**What you have to do:**
Search the data below for the word "recently" and copy each line that holds it.
Dataset content: Begin
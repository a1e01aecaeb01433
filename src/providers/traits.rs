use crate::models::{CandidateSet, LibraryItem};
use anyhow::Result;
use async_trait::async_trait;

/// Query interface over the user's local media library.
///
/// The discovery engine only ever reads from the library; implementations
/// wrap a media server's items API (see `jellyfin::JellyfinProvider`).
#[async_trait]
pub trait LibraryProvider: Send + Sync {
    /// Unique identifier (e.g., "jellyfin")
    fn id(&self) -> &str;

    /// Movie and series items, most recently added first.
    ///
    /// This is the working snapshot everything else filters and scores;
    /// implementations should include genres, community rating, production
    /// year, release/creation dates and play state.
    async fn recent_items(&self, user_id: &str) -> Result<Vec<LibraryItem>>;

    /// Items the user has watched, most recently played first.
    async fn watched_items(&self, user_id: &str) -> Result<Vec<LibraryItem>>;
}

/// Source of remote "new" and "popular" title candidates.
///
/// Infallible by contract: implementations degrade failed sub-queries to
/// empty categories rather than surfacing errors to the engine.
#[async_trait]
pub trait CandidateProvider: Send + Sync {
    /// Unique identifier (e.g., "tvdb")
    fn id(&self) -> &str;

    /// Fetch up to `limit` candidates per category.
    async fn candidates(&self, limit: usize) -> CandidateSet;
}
Dataset content: End
**Your solution:**
    /// Movie and series items, most recently added first.
    /// Items the user has watched, most recently played first.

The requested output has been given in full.